## Requirement
Every entry must appear in the answer exactly as written.

--- Material shown Enclosed Below ---

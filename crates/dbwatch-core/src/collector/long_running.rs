//! Statements running longer than a threshold.
//!
//! Each occurrence is its own gauge sample keyed by backend pid, so nothing
//! here is diffed.

use std::sync::Arc;
use std::time::Duration;

use async_trait::async_trait;
use chrono::Utc;
use xxhash_rust::xxh3::xxh3_64;

use super::{Collector, EntitySamples};
use crate::error::CollectError;
use crate::model::RawSample;
use crate::source::DatabaseSource;

pub struct LongRunningQueryCollector {
    name: String,
    source: Arc<dyn DatabaseSource>,
    threshold: Duration,
}

impl LongRunningQueryCollector {
    pub fn new(
        name: impl Into<String>,
        source: Arc<dyn DatabaseSource>,
        threshold: Duration,
    ) -> Self {
        Self {
            name: name.into(),
            source,
            threshold,
        }
    }
}

/// Stable fingerprint of a statement text, whitespace-insensitive.
pub fn query_fingerprint(query: &str) -> String {
    let normalized = query.split_whitespace().collect::<Vec<_>>().join(" ");
    format!("{:016x}", xxh3_64(normalized.as_bytes()))
}

#[async_trait]
impl Collector for LongRunningQueryCollector {
    fn name(&self) -> &str {
        &self.name
    }

    async fn sample(&self) -> Result<Vec<RawSample>, CollectError> {
        let active = self.source.active_queries(self.threshold).await?;

        let captured_at = Utc::now();
        let mut out = Vec::with_capacity(active.len() + 1);
        for q in active.iter().filter(|q| q.running_for >= self.threshold) {
            EntitySamples::new(&mut out, format!("pid:{}", q.pid), captured_at)
                .dimension("pid", q.pid.to_string())
                .dimension("database", q.datname.as_str())
                .dimension("user", q.usename.as_str())
                .dimension("state", q.state.as_str())
                .dimension("wait_event", q.wait_event.as_str())
                .dimension("fingerprint", query_fingerprint(&q.query))
                .dimension("query_start", q.query_start.to_rfc3339())
                .gauge(
                    "long_running_query_duration",
                    q.running_for.as_secs_f64(),
                    "seconds",
                );
        }
        let count = out.len();
        EntitySamples::new(&mut out, "instance", captured_at)
            .dimension("threshold_secs", self.threshold.as_secs().to_string())
            .gauge("long_running_queries", count as f64, "count");
        Ok(out)
    }
}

--- End of Enclosed Material shown ---

## The completed task
filename crates/dbwatch-core/src/collector/long_running.rs
//! Statements running longer than a threshold.
//!
//! Each occurrence is its own gauge sample keyed by backend pid, so nothing
//! here is diffed.

use std::sync::Arc;
use std::time::Duration;

use async_trait::async_trait;
use chrono::Utc;
use xxhash_rust::xxh3::xxh3_64;

use super::{Collector, EntitySamples};
use crate::error::CollectError;
use crate::model::RawSample;
use crate::source::DatabaseSource;

pub struct LongRunningQueryCollector {
    name: String,
    source: Arc<dyn DatabaseSource>,
    threshold: Duration,
}

impl LongRunningQueryCollector {
    pub fn new(
        name: impl Into<String>,
        source: Arc<dyn DatabaseSource>,
        threshold: Duration,
    ) -> Self {
        Self {
            name: name.into(),
            source,
            threshold,
        }
    }
}

/// Stable fingerprint of a statement text, whitespace-insensitive.
pub fn query_fingerprint(query: &str) -> String {
    let normalized = query.split_whitespace().collect::<Vec<_>>().join(" ");
    format!("{:016x}", xxh3_64(normalized.as_bytes()))
}

#[async_trait]
impl Collector for LongRunningQueryCollector {
    fn name(&self) -> &str {
        &self.name
    }

    async fn sample(&self) -> Result<Vec<RawSample>, CollectError> {
        let active = self.source.active_queries(self.threshold).await?;

        let captured_at = Utc::now();
        let mut out = Vec::with_capacity(active.len() + 1);
        for q in active.iter().filter(|q| q.running_for >= self.threshold) {
            EntitySamples::new(&mut out, format!("pid:{}", q.pid), captured_at)
                .dimension("pid", q.pid.to_string())
                .dimension("database", q.datname.as_str())
                .dimension("user", q.usename.as_str())
                .dimension("state", q.state.as_str())
                .dimension("wait_event", q.wait_event.as_str())
                .dimension("fingerprint", query_fingerprint(&q.query))
                .dimension("query_start", q.query_start.to_rfc3339())
                .gauge(
                    "long_running_query_duration",
                    q.running_for.as_secs_f64(),
                    "seconds",
                );
        }
        let count = out.len();
        EntitySamples::new(&mut out, "instance", captured_at)
            .dimension("threshold_secs", self.threshold.as_secs().to_string())
            .gauge("long_running_queries", count as f64, "count");
        Ok(out)
    }
}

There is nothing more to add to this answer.